Analysis of the market revealed that the pharmaceutical market was worth over 4.2 billion US dollars in 2016, 70 % of which was accounted for imported medicines. Biological medicines accounted for 60 % of the value of these imported drugs, but for vaccines as they are directly purchased and provided by the government and their value is not reflected in Iran’s pharmaceutical market. Likewise, the last official published data by Iranian Food and Drug Organization in 2016, confirm that 18 biosimilar products have been launched by domestic firms and 15 are in the R and D pipeline. Accordingly, the investigation of the field analysis showed that the number of domestically produced biosimilars increased to 24 in 2018.

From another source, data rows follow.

//! Node configuration.

use std::net::SocketAddr;
use std::path::PathBuf;
use std::time::Duration;

/// Everything the node needs to run; built from CLI arguments.
#[derive(Clone, Debug)]
pub struct NodeConfig {
    /// Our validator index, `None` for observers.
    pub validator_index: Option<u16>,
    /// Data directory: canonical state document, vote store, block files.
    pub data_dir: PathBuf,
    /// HTTP listen address.
    pub listen: SocketAddr,
    /// GRANDPA gossip listen address.
    pub gossip_listen: SocketAddr,
    /// GRANDPA peers: `(node id, address)`.
    pub peers: Vec<(u32, SocketAddr)>,
    /// Path to the validator keys file.
    pub keys_file: PathBuf,
    /// Bandersnatch VRF service base URL.
    pub vrf_url: String,
    /// VRF request timeout.
    pub vrf_timeout: Duration,
    /// PVM oracle base URL; `None` disables service execution.
    pub pvm_url: Option<String>,
    /// GRANDPA prevote collection window.
    pub prevote_timeout: Duration,
    /// GRANDPA precommit collection window.
    pub precommit_timeout: Duration,
}

impl Default for NodeConfig {
    fn default() -> Self {
        Self {
            validator_index: None,
            data_dir: PathBuf::from("./data"),
            listen: "127.0.0.1:8080".parse().expect("static address"),
            gossip_listen: "127.0.0.1:7000".parse().expect("static address"),
            peers: Vec::new(),
            keys_file: PathBuf::from("keys.json"),
            vrf_url: "http://127.0.0.1:3000".into(),
            vrf_timeout: Duration::from_secs(10),
            pvm_url: None,
            prevote_timeout: Duration::from_secs(4),
            precommit_timeout: Duration::from_secs(4),
        }
    }
}

impl NodeConfig {
    pub fn state_path(&self) -> PathBuf {
        self.data_dir.join("updated_state.json")
    }

    pub fn block_file_path(&self) -> PathBuf {
        self.data_dir.join("block_produced.json")
    }

    pub fn votes_path(&self) -> PathBuf {
        self.data_dir.join("grandpa_votes.jsonl")
    }

    pub fn finalized_path(&self) -> PathBuf {
        self.data_dir.join("grandpa_finalized.json")
    }
}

The above-mentioned upward trend in the domestic production of biosimilar medicines has been the motivation to investigate the current situation of the Iranian pharmaceutical industry with respect to biosimilar medicines. This paper tries to describe the Iranian biosimilar market and its brilliant outcomes for the Iranian healthcare system. It is hoped that the results of this study generate baseline data for late comer economies to increase their awareness of the biosimilar industry.

Materials and Methods

This is a descriptive cross-sectional study, which examines the Iranian pharmaceutical market, focusing on biosimilar development over a 15-y period from 2001 to 2016. The data were extracted from various sources such as published reports on the history of biologic industry in Iran, official data and documents released by the ministry of health, as well as the pharmaceutical statistical data sheets published by Iranian Food and Drug Organization. In addition, this study highlights trends in Iran’s biosimilar market in terms of value and volume.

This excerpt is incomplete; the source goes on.